National Fund for Municipal Workers

National Social Security Fund


From the office of the Principal Executive Officer - It was recently confirmed that Government intends to push forward with the introduction of a National Social Security Fund (NSSF). This centrally managed public fund is aimed at providing pensions, death, disability benefits and unemployment benefits and will operate on a defined-benefit basis. All employers and employees will be required to contribute at a combined rate of 12%, inclusive of a 2% UIF contribution, of qualifying earnings. 

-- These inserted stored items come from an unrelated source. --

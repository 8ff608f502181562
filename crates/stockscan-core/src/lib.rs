//! # stockscan-core: Pure Inventory Logic for StockScan
//!
//! This crate is the **heart** of StockScan. It contains the stock
//! projection rules, the scanner's mode and dispatch state machines and the
//! undo history as pure functions and values with zero I/O dependencies.
//!
//! ## Architecture Position
//! ```text
//! ┌─────────────────────────────────────────────────────────────────────────┐
//! │                        StockScan Architecture                           │
//! │                                                                         │
//! │  ┌─────────────────────────────────────────────────────────────────┐   │
//! │  │              Presentation (console / GUI, external)             │   │
//! │  └─────────────────────────────┬───────────────────────────────────┘   │
//! │                                │ dispatch(token)                        │
//! │  ┌─────────────────────────────▼───────────────────────────────────┐   │
//! │  │                    apps/scanner (Scanner)                       │   │
//! │  └─────────────────────────────┬───────────────────────────────────┘   │
//! │                                │                                        │
//! │  ┌─────────────────────────────▼───────────────────────────────────┐   │
//! │  │            ★ stockscan-core (THIS CRATE) ★                      │   │
//! │  │                                                                 │   │
//! │  │   ┌─────────┐ ┌─────────┐ ┌──────────┐ ┌────────┐ ┌─────────┐  │   │
//! │  │   │  types  │ │  stock  │ │ dispatch │ │  mode  │ │ history │  │   │
//! │  │   └─────────┘ └─────────┘ └──────────┘ └────────┘ └─────────┘  │   │
//! │  │                                                                 │   │
//! │  │   NO I/O • NO DATABASE • NO NETWORK • PURE FUNCTIONS           │   │
//! │  └─────────────────────────────────────────────────────────────────┘   │
//! │                                │                                        │
//! │  ┌─────────────────────────────▼───────────────────────────────────┐   │
//! │  │              stockscan-db (ledger, stock, catalog)              │   │
//! │  └─────────────────────────────────────────────────────────────────┘   │
//! └─────────────────────────────────────────────────────────────────────────┘
//! ```
//!
//! ## Modules
//!
//! - [`types`] - Domain types (ScanEvent, StockEntry, CatalogEntry, ...)
//! - [`stock`] - Whole/fractional stock transitions and ledger replay
//! - [`dispatch`] - Token → action table (mode switch / command / config)
//! - [`mode`] - Active scanner mode and the Set mode two-step protocol
//! - [`history`] - Bounded undo stack
//! - [`validation`] - SKU and percent token parsing
//! - [`error`] - Domain error types
//!
//! ## Example Usage
//!
//! ```rust
//! use stockscan_core::stock::{Percent, StockLevel};
//!
//! // First scan in Input mode creates one whole unit
//! let level = StockLevel::apply_input(None);
//! assert_eq!((level.qty(), level.percent().value()), (1, 100));
//!
//! // Opening it at 40% converts the whole unit into an open fraction
//! let outcome = StockLevel::apply_set(Some(level), Percent::clamped(40));
//! assert_eq!(outcome.delta, -1);
//! assert_eq!(outcome.level.qty(), 0);
//! ```

// =============================================================================
// Module Declarations
// =============================================================================

pub mod dispatch;
pub mod error;
pub mod history;
pub mod mode;
pub mod stock;
pub mod types;
pub mod validation;

// =============================================================================
// Re-exports for Convenience
// =============================================================================

pub use dispatch::{Action, Command, ConfigAction, DispatchTable, Mappings};
pub use error::{CoreError, CoreResult, ValidationError};
pub use history::{History, HistoryEntry};
pub use mode::{Mode, ModeKind, SetStep};
pub use stock::{OutputOutcome, Percent, SetOutcome, StockLevel};
pub use types::*;

// =============================================================================
// Crate-Level Constants
// =============================================================================

/// Default undo history depth.
///
/// Older entries are evicted silently once the stack is full.
pub const DEFAULT_HISTORY_CAPACITY: usize = 100;

/// Default number of ledger rows shown by the `show` command.
pub const DEFAULT_SHOW_LIMIT: u32 = 5;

Impact of the NSSF on existing contributory funds

The first 10% of all workers’ retirement contributions on earnings up to the NSSF ceiling [R178 464] will go to the mandatory fund rather than to their present retirement arrangements (with the 2% unemployment insurance contribution as before). As a result, existing funds will only receive the contributions over and above the contributions (12%) to the NSSF.

Vested rights

Where these proposals change conditions and the benefit design of retirement funds, the rights of current members who have accumulated funds or benefit entitlements under current rules will be assured. Members of retirement funds may be granted the opportunity to transfer accumulated retirement savings to the NSSF, should they wish to do so, but will not be required to undertake any actions related to accrued benefits.

Implementation

The draft paper was released in November 2016. The proposals for the NSSF are currently being negotiated at the National Economic Development and Labour Council (Nedlac) and it can take up to three years before the National Social Security Fund is implemented.

NFMW members can be assured that the fund will, as always, keep you informed of any further developments. It is also important to note that the above are merely proposals and no definite decisions and/or agreements have been concluded.